By Susan M. Mastellone, DO, FACOEP

COMLEX exams passed? Check.

Emergency Medicine residency complete? Done!

Successful employment? Affirmative!

Board certification? Yup!

That should be everything, right? Not even the tip of the iceberg. Now the real work begins.

In 2000, when I graduated from my residency at St Barnabas Hospital in the Bronx, I was sure I was ready to save the world. Twenty-three years later, I have realized all the ways I was not prepared to care for my patients. The elements missing from my training could not be found in any textbook, nor were they tested on any exam.

What I was never taught was the art of humanity. Sure, I observed my brilliant attendings in residency perform amazing acts of intelligence and caring, but it was the side act, if you will. It wasn’t what I focused on, and perhaps understandably so. There was so much to learn, and humanity didn’t make the reading list.

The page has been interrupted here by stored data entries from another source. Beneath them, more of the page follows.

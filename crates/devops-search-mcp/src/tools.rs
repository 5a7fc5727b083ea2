//! MCP tool catalog
//!
//! The server exposes a fixed set of tools. Their registered names carry a
//! prefix derived from the configured display name, so two servers pointed at
//! different organizations can sit side by side in one agent.
//!
//! # Tools
//!
//! - `{prefix}_wiki_search` - Search the project wiki
//! - `{prefix}_code_search` - Search code across the project's repositories
//! - `{prefix}_code_retrieval` - Fetch one file from a Git repository
//! - `{prefix}_wiki_page` - Fetch a wiki page and optionally its children

use devops_client::CodeElement;
use devops_client::normalize::{DEFAULT_MAX_RESULTS, MAX_RESULTS_LIMIT};
use serde::{Deserialize, Serialize};
use serde_json::{Value, json};

/// Display name used when none is configured
pub const DEFAULT_DISPLAY_NAME: &str = "Azure DevOps";

/// Tool definition for MCP protocol
#[derive(Debug, Clone, PartialEq, Serialize, Deserialize)]
#[serde(rename_all = "camelCase")]
pub struct ToolDefinition {
    pub name: String,
    pub description: String,
    pub input_schema: Value,
}

/// Result from a tool invocation
#[derive(Debug, Clone, PartialEq, Serialize, Deserialize)]
#[serde(rename_all = "camelCase")]
pub struct ToolResult {
    pub content: Vec<ToolContent>,
    #[serde(skip_serializing_if = "Option::is_none")]
    pub is_error: Option<bool>,
}

/// Content types for tool results
#[derive(Debug, Clone, PartialEq, Serialize, Deserialize)]
#[serde(tag = "type")]
pub enum ToolContent {
    #[serde(rename = "text")]
    Text { text: String },
}

impl ToolResult {
    /// Create a successful text result
    pub fn text(content: impl Into<String>) -> Self {
        Self {
            content: vec![ToolContent::Text {
                text: content.into(),
            }],
            is_error: None,
        }
    }

    /// Create an error result
    pub fn error(message: impl Into<String>) -> Self {
        Self {
            content: vec![ToolContent::Text {
                text: message.into(),
            }],
            is_error: Some(true),
        }
    }
}

/// The operations behind the catalog
#[derive(Debug, Clone, Copy, PartialEq, Eq, Hash)]
pub enum ToolKind {
    WikiSearch,
    CodeSearch,
    CodeRetrieval,
    WikiPage,
}

impl ToolKind {
    pub const ALL: [ToolKind; 4] = [
        ToolKind::WikiSearch,
        ToolKind::CodeSearch,
        ToolKind::CodeRetrieval,
        ToolKind::WikiPage,
    ];

    /// Name without the registry prefix
    pub fn suffix(self) -> &'static str {
        match self {
            Self::WikiSearch => "wiki_search",
            Self::CodeSearch => "code_search",
            Self::CodeRetrieval => "code_retrieval",
            Self::WikiPage => "wiki_page",
        }
    }

    pub fn description(self) -> &'static str {
        match self {
            Self::WikiSearch => "Search for content in Azure DevOps wiki",
            Self::CodeSearch => "Search for code in Azure DevOps repositories",
            Self::CodeRetrieval => {
                "Retrieve the content of a file from an Azure DevOps Git repository"
            }
            Self::WikiPage => {
                "Retrieve an Azure DevOps wiki page, optionally with its sub-pages"
            }
        }
    }

    pub fn input_schema(self) -> Value {
        match self {
            Self::WikiSearch => json!({
                "type": "object",
                "properties": {
                    "query": {
                        "type": "string",
                        "description": "The search query"
                    },
                    "project": project_property(),
                    "maxResults": max_results_property(),
                    "skip": skip_property(),
                    "includeFacets": include_facets_property()
                },
                "required": ["query"]
            }),
            Self::CodeSearch => json!({
                "type": "object",
                "properties": {
                    "query": {
                        "type": "string",
                        "description": "The search query"
                    },
                    "project": project_property(),
                    "repository": {
                        "type": "string",
                        "description": "The repository name to search in (optional)"
                    },
                    "branch": {
                        "type": "string",
                        "description": "The branch to search (optional)"
                    },
                    "path": {
                        "type": "string",
                        "description": "Path filter; takes precedence over fileExtensions"
                    },
                    "fileExtensions": {
                        "type": "array",
                        "items": { "type": "string" },
                        "description": "File extensions to filter results (e.g., [\"js\", \"ts\"])"
                    },
                    "codeElements": {
                        "type": "array",
                        "items": {
                            "type": "string",
                            "enum": CodeElement::ALL.map(CodeElement::as_str)
                        },
                        "description": "Code element kinds to match"
                    },
                    "maxResults": max_results_property(),
                    "skip": skip_property(),
                    "includeFacets": include_facets_property()
                },
                "required": ["query"]
            }),
            Self::CodeRetrieval => json!({
                "type": "object",
                "properties": {
                    "repository": {
                        "type": "string",
                        "description": "The repository name"
                    },
                    "path": {
                        "type": "string",
                        "description": "Path of the file within the repository"
                    },
                    "project": project_property(),
                    "branch": {
                        "type": "string",
                        "description": "Branch to read from (default branch when omitted)"
                    }
                },
                "required": ["repository", "path"]
            }),
            Self::WikiPage => json!({
                "type": "object",
                "properties": {
                    "wikiIdentifier": {
                        "type": "string",
                        "description": "Wiki name or id"
                    },
                    "path": {
                        "type": "string",
                        "description": "Page path",
                        "default": "/"
                    },
                    "project": project_property(),
                    "recursionLevel": {
                        "type": "string",
                        "enum": ["none", "oneLevel", "full"],
                        "description": "How many levels of sub-pages to include",
                        "default": "none"
                    },
                    "includeContent": {
                        "type": "boolean",
                        "description": "Include page content",
                        "default": true
                    },
                    "version": {
                        "type": "string",
                        "description": "Wiki branch to read from (optional)"
                    }
                },
                "required": ["wikiIdentifier"]
            }),
        }
    }
}

fn project_property() -> Value {
    json!({
        "type": "string",
        "description": "The Azure DevOps project name (optional if specified in environment variables)"
    })
}

fn max_results_property() -> Value {
    json!({
        "type": "integer",
        "minimum": 0,
        "maximum": MAX_RESULTS_LIMIT,
        "description": format!("Maximum number of results to return (default: {DEFAULT_MAX_RESULTS})"),
        "default": DEFAULT_MAX_RESULTS
    })
}

fn skip_property() -> Value {
    json!({
        "type": "integer",
        "minimum": 0,
        "description": "Number of results to skip",
        "default": 0
    })
}

fn include_facets_property() -> Value {
    json!({
        "type": "boolean",
        "description": "Include facet counts in the results",
        "default": true
    })
}

/// Derive the tool name prefix from a display name.
///
/// `"Contoso Ops"` becomes `contoso_ops`; a name with no alphanumeric
/// characters falls back to the default prefix.
pub fn tool_prefix(display_name: &str) -> String {
    let prefix = sanitize_name(display_name);
    if prefix.is_empty() {
        sanitize_name(DEFAULT_DISPLAY_NAME)
    } else {
        prefix
    }
}

fn sanitize_name(name: &str) -> String {
    let mut result = String::with_capacity(name.len());
    for ch in name.chars() {
        if ch.is_ascii_alphanumeric() {
            result.push(ch.to_ascii_lowercase());
        } else if !result.is_empty() && !result.ends_with('_') {
            result.push('_');
        }
    }
    result.trim_end_matches('_').to_string()
}

/// The prefixed tool catalog
#[derive(Debug, Clone)]
pub struct ToolRegistry {
    prefix: String,
    definitions: Vec<ToolDefinition>,
}

impl Default for ToolRegistry {
    fn default() -> Self {
        Self::new(DEFAULT_DISPLAY_NAME)
    }
}

impl ToolRegistry {
    pub fn new(display_name: &str) -> Self {
        let prefix = tool_prefix(display_name);
        let definitions = ToolKind::ALL
            .iter()
            .map(|kind| ToolDefinition {
                name: format!("{prefix}_{}", kind.suffix()),
                description: kind.description().to_string(),
                input_schema: kind.input_schema(),
            })
            .collect();
        Self {
            prefix,
            definitions,
        }
    }

    pub fn prefix(&self) -> &str {
        &self.prefix
    }

    pub fn definitions(&self) -> &[ToolDefinition] {
        &self.definitions
    }

    /// Registered name of `kind`
    pub fn name_of(&self, kind: ToolKind) -> String {
        format!("{}_{}", self.prefix, kind.suffix())
    }

    /// Look up a tool by its exact registered name
    pub fn resolve(&self, name: &str) -> Option<ToolKind> {
        let suffix = name.strip_prefix(&self.prefix)?.strip_prefix('_')?;
        ToolKind::ALL.into_iter().find(|kind| kind.suffix() == suffix)
    }
}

I spent the first 15 years of my career in Baltimore, with the last ten years working at Mercy Medical Center. During my time there, I had the privilege of participating in the education of EM residents from the University of Maryland. Mercy was an outside rotation for them, away from the mothership. At Mercy, we were able to work more closely, virtually one on one, and I loved it. It was during my time with the residents that I found myself mothering them. Our chairman nicknamed me Mama Bear, and I wore that moniker with pride.

Slowly but surely, I was spending more time just talking to my patients, trying to be a good example for the residents. But I noticed it changed me in the process. I guess you might call it maturity, but something, some force, was preparing me for the future.

In 2015, we migrated to Florida. This time, my “resident children” were my scribes. Such an amazing group of motivated young people. I felt obligated to remain a good example. However, I started to see the change in medicine that I feared: less time with patients, more time with my computer.

In 2021, I got a taste of reality... as a patient. Headed into a shift on a sunny Saturday in May, I knew something was wrong. I managed to get myself into the building and asked the staff to check me in to be seen. Forty-eight hours later, I heard words I never expected: “You have a brain tumor.” You hear the words, but then again you don’t. Certainly, they didn’t mean to tell me that. Maybe there was a mistake, I thought to myself.

Since that time, I have been to the operating room, undergone radiation, and completed two rounds of chemotherapy. I was quickly turned into a patient, and I really wanted someone to talk to me, just talk to me. I’m still waiting, but now, two years later, I’m taking matters into my own hands. I am going to be the change I want to see in medicine.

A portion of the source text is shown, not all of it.